When the Round Peg Squares Up

So you’ve decided to square your shoulders, lift your head and get healthy.  Everyone you know is going to be supportive, right? Wrong.

square_peg_round_holeThe pretty one. The smart one. The athletic one. The funny one. The fat one.  We all have people in pigeon holes and we all fit in someone else’s cubbies.  It’s kind of a Cosmic Spice Girl thing without the platform shoes. When we Fat Ones decide to climb out of our cubbies, we sometimes meet resistance.

None of us makes the decision to change in an instant.  We gave it a lot of thought before we changed our lifestyles. We got used to the idea internally before we ever floated it out there in the world. By the time we get the idea into action, it’s not new to us anymore; however, to those around us, it may very well be. The aren’t used to it and, frankly, they may not like it.  We are upsetting their cubby system. We are all set to mess up their pegboard.

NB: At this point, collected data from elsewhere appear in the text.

//! User endpoints: administration and per-user ledgers

use axum::{
    extract::{Path, State},
    http::StatusCode,
    Json,
};
use rust_decimal::Decimal;
use serde::Serialize;
use utoipa::ToSchema;

use crate::{
    error::AppResult,
    models::{
        fine::FineDetails,
        loan::{LoanDetails, LoanHistoryEntry},
    },
    services::stats::UserSummary,
};

use super::{auth::UserInfo, AuthenticatedUser};

/// Sum of a user's unpaid fines
#[derive(Serialize, ToSchema)]
pub struct OutstandingResponse {
    pub outstanding_total: Decimal,
}

/// List all users (admin only)
#[utoipa::path(
    get,
    path = "/users",
    tag = "users",
    security(("bearer_auth" = [])),
    responses(
        (status = 200, description = "All registered users", body = Vec<UserInfo>)
    )
)]
pub async fn list_users(
    State(state): State<crate::AppState>,
    AuthenticatedUser(claims): AuthenticatedUser,
) -> AppResult<Json<Vec<UserInfo>>> {
    claims.require_admin()?;

    let users = state.services.users.list_users().await?;
    Ok(Json(users.into_iter().map(UserInfo::from).collect()))
}

/// Get a user by ID
#[utoipa::path(
    get,
    path = "/users/{id}",
    tag = "users",
    security(("bearer_auth" = [])),
    params(
        ("id" = i32, Path, description = "User ID")
    ),
    responses(
        (status = 200, description = "The user", body = UserInfo),
        (status = 404, description = "User not found")
    )
)]
pub async fn get_user(
    State(state): State<crate::AppState>,
    AuthenticatedUser(claims): AuthenticatedUser,
    Path(user_id): Path<i32>,
) -> AppResult<Json<UserInfo>> {
    claims.require_self_or_admin(user_id)?;

    let user = state.services.users.get_by_id(user_id).await?;
    Ok(Json(user.into()))
}

/// Delete a user (admin only). Fails while the user holds any book.
#[utoipa::path(
    delete,
    path = "/users/{id}",
    tag = "users",
    security(("bearer_auth" = [])),
    params(
        ("id" = i32, Path, description = "User ID")
    ),
    responses(
        (status = 204, description = "User deleted"),
        (status = 404, description = "User not found"),
        (status = 409, description = "User has open loans")
    )
)]
pub async fn delete_user(
    State(state): State<crate::AppState>,
    AuthenticatedUser(claims): AuthenticatedUser,
    Path(user_id): Path<i32>,
) -> AppResult<StatusCode> {
    claims.require_admin()?;

    state.services.users.delete_user(user_id).await?;
    Ok(StatusCode::NO_CONTENT)
}

/// Get a user's open loans with live fine estimates
#[utoipa::path(
    get,
    path = "/users/{id}/loans",
    tag = "users",
    security(("bearer_auth" = [])),
    params(
        ("id" = i32, Path, description = "User ID")
    ),
    responses(
        (status = 200, description = "Open loans", body = Vec<LoanDetails>),
        (status = 404, description = "User not found")
    )
)]
pub async fn get_user_loans(
    State(state): State<crate::AppState>,
    AuthenticatedUser(claims): AuthenticatedUser,
    Path(user_id): Path<i32>,
) -> AppResult<Json<Vec<LoanDetails>>> {
    claims.require_self_or_admin(user_id)?;

    let loans = state.services.loans.get_user_loans(user_id).await?;
    Ok(Json(loans))
}

/// Get a user's borrowing history (returned books)
#[utoipa::path(
    get,
    path = "/users/{id}/loans/history",
    tag = "users",
    security(("bearer_auth" = [])),
    params(
        ("id" = i32, Path, description = "User ID")
    ),
    responses(
        (status = 200, description = "Closed loans", body = Vec<LoanHistoryEntry>),
        (status = 404, description = "User not found")
    )
)]
pub async fn get_user_history(
    State(state): State<crate::AppState>,
    AuthenticatedUser(claims): AuthenticatedUser,
    Path(user_id): Path<i32>,
) -> AppResult<Json<Vec<LoanHistoryEntry>>> {
    claims.require_self_or_admin(user_id)?;

    let history = state.services.loans.get_user_history(user_id).await?;
    Ok(Json(history))
}

/// Get a user's fines, unpaid first
#[utoipa::path(
    get,
    path = "/users/{id}/fines",
    tag = "users",
    security(("bearer_auth" = [])),
    params(
        ("id" = i32, Path, description = "User ID")
    ),
    responses(
        (status = 200, description = "Fines", body = Vec<FineDetails>),
        (status = 404, description = "User not found")
    )
)]
pub async fn get_user_fines(
    State(state): State<crate::AppState>,
    AuthenticatedUser(claims): AuthenticatedUser,
    Path(user_id): Path<i32>,
) -> AppResult<Json<Vec<FineDetails>>> {
    claims.require_self_or_admin(user_id)?;

    let fines = state.services.fines.list_for_user(user_id).await?;
    Ok(Json(fines))
}

/// Sum of a user's unpaid fines
#[utoipa::path(
    get,
    path = "/users/{id}/fines/outstanding",
    tag = "users",
    security(("bearer_auth" = [])),
    params(
        ("id" = i32, Path, description = "User ID")
    ),
    responses(
        (status = 200, description = "Outstanding total", body = OutstandingResponse),
        (status = 404, description = "User not found")
    )
)]
pub async fn get_outstanding_fines(
    State(state): State<crate::AppState>,
    AuthenticatedUser(claims): AuthenticatedUser,
    Path(user_id): Path<i32>,
) -> AppResult<Json<OutstandingResponse>> {
    claims.require_self_or_admin(user_id)?;

    let outstanding_total = state.services.fines.outstanding_total(user_id).await?;
    Ok(Json(OutstandingResponse { outstanding_total }))
}

/// Get a user's dashboard summary
#[utoipa::path(
    get,
    path = "/users/{id}/summary",
    tag = "users",
    security(("bearer_auth" = [])),
    params(
        ("id" = i32, Path, description = "User ID")
    ),
    responses(
        (status = 200, description = "Summary counters", body = UserSummary),
        (status = 404, description = "User not found")
    )
)]
pub async fn get_user_summary(
    State(state): State<crate::AppState>,
    AuthenticatedUser(claims): AuthenticatedUser,
    Path(user_id): Path<i32>,
) -> AppResult<Json<UserSummary>> {
    claims.require_self_or_admin(user_id)?;

    let summary = state.services.stats.user_summary(user_id).await?;
    Ok(Json(summary))
}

Fortunately, the wonderful people in our lives will make the adjustment from surprised to supportive to willing to revamp their own pegboards in just moments.  The toxic people in our lives will not. They are the ones who will say things like, “You’re so fat, what does it matter if you miss one day at the gym?” (Someone actually said that to a friend of mine. Can you imagine?) They may say, “What are you doing? Starving yourself again?” (Again, an actual quote.) Those statements are, as my mother would have said, about as helpful as a case of the clap.

I know that it’s unrealistic to remove those kinds of toxic people from our lives 100%. We might want to, but it’s not possible in a social, familial, or professional sense. The keys to handling toxic people, I believe are:

  1. Identify them – knowing what they are and knowing that their toxins are their own issues reduces their power,
  2. Limit exposure to them – if I put myself into a toxic environment – say a room with dangerous levels of carbon monoxide – I must limit the amount of time I spend in that environment else I will be overcome by the poison.  The same thing is absolutely true with toxic people.

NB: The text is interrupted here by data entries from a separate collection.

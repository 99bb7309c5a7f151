//! Book model and related types

use serde::{Deserialize, Serialize};
use sqlx::FromRow;
use utoipa::{IntoParams, ToSchema};
use validator::Validate;

/// Book model from database.
///
/// Invariant maintained by the loan ledger (and enforced by a CHECK
/// constraint): `0 <= available_copies <= total_copies`.
#[derive(Debug, Clone, Serialize, Deserialize, FromRow, ToSchema)]
pub struct Book {
    pub book_id: i32,
    pub title: String,
    pub author: String,
    pub isbn: Option<String>,
    pub publication_year: Option<i32>,
    pub genre: Option<String>,
    pub description: Option<String>,
    pub total_copies: i32,
    pub available_copies: i32,
}

/// Create book request
#[derive(Debug, Deserialize, Validate, ToSchema)]
pub struct CreateBook {
    #[validate(length(min = 1, max = 255, message = "title must be 1-255 characters"))]
    pub title: String,
    #[validate(length(min = 1, max = 100, message = "author must be 1-100 characters"))]
    pub author: String,
    #[validate(length(min = 10, max = 20, message = "isbn must be 10-20 characters"))]
    pub isbn: Option<String>,
    #[validate(range(min = 1, max = 2100, message = "publication year out of range"))]
    pub publication_year: Option<i32>,
    #[validate(length(max = 50))]
    pub genre: Option<String>,
    pub description: Option<String>,
    #[validate(range(min = 1, message = "total copies must be positive"))]
    pub total_copies: i32,
}

/// Update book request (bibliographic fields and total copy count)
#[derive(Debug, Deserialize, Validate, ToSchema)]
pub struct UpdateBook {
    #[validate(length(min = 1, max = 255, message = "title must be 1-255 characters"))]
    pub title: Option<String>,
    #[validate(length(min = 1, max = 100, message = "author must be 1-100 characters"))]
    pub author: Option<String>,
    #[validate(length(min = 10, max = 20, message = "isbn must be 10-20 characters"))]
    pub isbn: Option<String>,
    #[validate(range(min = 1, max = 2100, message = "publication year out of range"))]
    pub publication_year: Option<i32>,
    #[validate(length(max = 50))]
    pub genre: Option<String>,
    pub description: Option<String>,
    #[validate(range(min = 1, message = "total copies must be positive"))]
    pub total_copies: Option<i32>,
}

/// Catalog search query (substring match over title/author/genre/isbn)
#[derive(Debug, Default, Deserialize, IntoParams, ToSchema)]
pub struct BookQuery {
    pub q: Option<String>,
    pub limit: Option<i64>,
    pub offset: Option<i64>,
}

#[cfg(test)]
mod tests {
    use super::*;
    use validator::Validate;

    fn valid_book() -> CreateBook {
        CreateBook {
            title: "The Great Gatsby".to_string(),
            author: "F. Scott Fitzgerald".to_string(),
            isbn: Some("9780743273565".to_string()),
            publication_year: Some(1925),
            genre: Some("Fiction".to_string()),
            description: None,
            total_copies: 5,
        }
    }

    #[test]
    fn accepts_valid_book() {
        assert!(valid_book().validate().is_ok());
    }

    #[test]
    fn rejects_non_positive_copy_count() {
        let mut book = valid_book();
        book.total_copies = 0;
        assert!(book.validate().is_err());
    }

    #[test]
    fn rejects_malformed_year() {
        let mut book = valid_book();
        book.publication_year = Some(99999);
        assert!(book.validate().is_err());
    }

    #[test]
    fn rejects_empty_title() {
        let mut book = valid_book();
        book.title = String::new();
        assert!(book.validate().is_err());
    }
}
//! Business logic services

pub mod catalog;
pub mod fines;
pub mod loans;
pub mod stats;
pub mod users;

use crate::{config::AuthConfig, error::AppResult, repository::Repository};

/// Container for all services
#[derive(Clone)]
pub struct Services {
    pub users: users::UsersService,
    pub catalog: catalog::CatalogService,
    pub loans: loans::LoansService,
    pub fines: fines::FinesService,
    pub stats: stats::StatsService,
    repository: Repository,
}

impl Services {
    /// Create all services with the given repository
    pub fn new(repository: Repository, auth_config: AuthConfig) -> Self {
        Self {
            users: users::UsersService::new(repository.clone(), auth_config),
            catalog: catalog::CatalogService::new(repository.clone()),
            loans: loans::LoansService::new(repository.clone()),
            fines: fines::FinesService::new(repository.clone()),
            stats: stats::StatsService::new(repository.clone()),
            repository,
        }
    }

    /// Round-trip to the database, used by the readiness probe
    pub async fn ping_storage(&self) -> AppResult<()> {
        sqlx::query("SELECT 1").execute(&self.repository.pool).await?;
        Ok(())
    }
}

We have changed (are changing, are maintaining) our lifestyles so that we can live healthier, more comfortable lives. Our relationships with anyone who doesn’t support us in that quest really need to be examined. How can they not want us to be healthier? How can they not be supportive each time we try, even though we often fail? How can they not want us to continue to strive to live better?

Looking at it another way: what kind of person wants us to continue to poison ourselves or to be in physical pain that is reversible?

I know that it’s not easy and I have honestly never had to do it, but I wonder what the response of the toxic person would be if we countered their derision with, “Exactly why is it that you want me to continue committing suicide with my behavior?” Let’s try it!  C’mon, it’ll be fun.

Listen, ultimately, we have no control over them or their behavior – their trash is their trash. Let’s leave it to them deal with it. Let’s do what is best for us.

Square pegs unite!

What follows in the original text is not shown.